Père Zollner: Avec la lutte contre les abus se joue la mission même de l’Eglise
Entretien réalisé par Alessandro Gisotti – Cité du Vatican
Douleur, honte et rage sont les sentiments qui prévalent dans la communauté catholique et dans la société civile américaine après la publication du rapport sur les abus sexuels commis en Pennsylvanie par des membres du clergé. Nombreux sont ceux qui ont fait part de leur désarroi en écrivant aux journaux ou sur les réseaux sociaux. Cette réaction souligne la gravité des faits.
Nous revenons sur ce rapport publié la semaine passée avec le jésuite allemand Hans Zollner, membre de la Commission pontificale pour la protection des mineurs et président du Centre pour la protection des mineurs de Université pontificale Grégorienne.
R: Les chiffres sont certainement choquants et terrifiants. Ils nous montrent une dimension dont nous ne nous rendions pas compte, il y a quelques années encore. Ce rapport suit la publication d’autres documents, par exemple celui de la Commission royale du gouvernement australien ou d’autres selon lesquels entre 4 et 6% des prêtres, en une soixantaine d’années, ont été accusés ou condamnés pour abus sur mineurs. Nous devons nous rendre compte que de nombreuses personnes qui avaient le devoir de protéger ces petits, les ont en fait abusés. Nous devons nous rendre compte que pendant de nombreuses décennies dans l’Église, nous n’avons pas agi sérieusement contre ses crimes, nous n’avons pas puni, et même de nombreux prédateurs ont été défendus par la hiérarchie, par les évêques et par les provinciaux.
Père Zollner, évidemment il faut parler des règles, des normes, des contrôles, et peut-être encore davantage des changements de mentalité et de comportements
Il ne s’agit pas seulement de suivre des normes, nous devons aussi nous rendre compte que la protection des mineurs est un devoir central de la mission de l’Église et les premiers qui doivent faire avancer cette mission sont les prêtres, les clercs et toutes les personnes qui travaillent au sein de l’Église.
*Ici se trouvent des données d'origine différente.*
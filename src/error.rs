//! Errors raised while building a grammar
//!
//! A failed match is never an error: it is `None`. These errors describe grammars that
//! cannot be built at all.

use std::fmt;

/// Errors that can occur during grammar construction
#[derive(Debug, Clone)]
pub enum GrammarError {
    /// A pattern handed to a regex matcher failed to compile
    InvalidPattern {
        pattern: String,
        source: regex::Error,
    },
}

impl fmt::Display for GrammarError {
    fn fmt(&self, f: &mut fmt::Formatter<'_>) -> fmt::Result {
        match self {
            GrammarError::InvalidPattern { pattern, source } => {
                write!(f, "Invalid pattern '{}': {}", pattern, source)
            }
        }
    }
}

impl std::error::Error for GrammarError {
    fn source(&self) -> Option<&(dyn std::error::Error + 'static)> {
        match self {
            GrammarError::InvalidPattern { source, .. } => Some(source),
        }
    }
}

/// Result alias for grammar construction
pub type GrammarResult<T> = Result<T, GrammarError>;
De nombreux fidèles demandent comme cela a été possible. Cela frappe que le président de la Conférence épiscopale américaine, le cardinal DiNardo, ait parlé de «catastrophe morale». Comment se relever de cette catastrophe. Quelle crédibilité a l’Église aujourd’hui ?
En effet, c’est quelque chose de tristement mystérieux, comment à l’intérieur de l’Église, pendant tant d’années, un tel comportement a-t-il été possible de la part de certains prêtres, et de tant d’autres… qui sait s’ils l’avaient su et s’il avaient ainsi permis, d’une certaine manière, que ce mal se poursuive... Et il en va de même pour les responsables qui ont transféré un prêtre coupable d’abus d’une paroisse à une autre, d’un diocèse à l’autre. Cela doit finir, vraiment, pas seulement pour la crédibilité de l’Église mais aussi pour son existence même et sa mission parce que ainsi on ne suit pas l’exemple du Maître qui veut que les plus petits, les enfants, viennent à Lui. Et s’investir à fonds signifie demander au Seigneur ce qu’il veut nous dire. Je pense vraiment qu’il ne s’agit pas seulement d’une question de crédibilité parce que celle-ci croît quand une personne se comporte conformément à ce qu’elle prêche. Avec toutes ces révélations et rapports, à juste titre les gens sont déçus et se demandent : «Mais que font ces prêtres et ces évêques qui disent une chose, proclament l’Evangile, mais concrètement font le contraire ?»
Quel est le défi le plus important maintenant selon vous ?
Un des défis les plus importants consiste à ne pas tomber dans le “piège” de vouloir tout résoudre et de mise uniquement sur une action superficielle. Il faut aller en profondeur et demander en prière, en silence, avec toute notre honte, notre tristesse et toute la sincérité possible au Seigneur ce qu’il attend de nous. Que doit être un prêtre aujourd’hui ? Comment devons-nous former les nouveaux prêtres, sur quoi devons-nous insister ? Ce n’est pas une chose que nous devons ou pouvons résoudre. Je suis profondément convaincu qu’il y a quelque chose de plus grand et que le Seigneur nous appelle à repenser notre ressenti et notre manière de penser l’Église.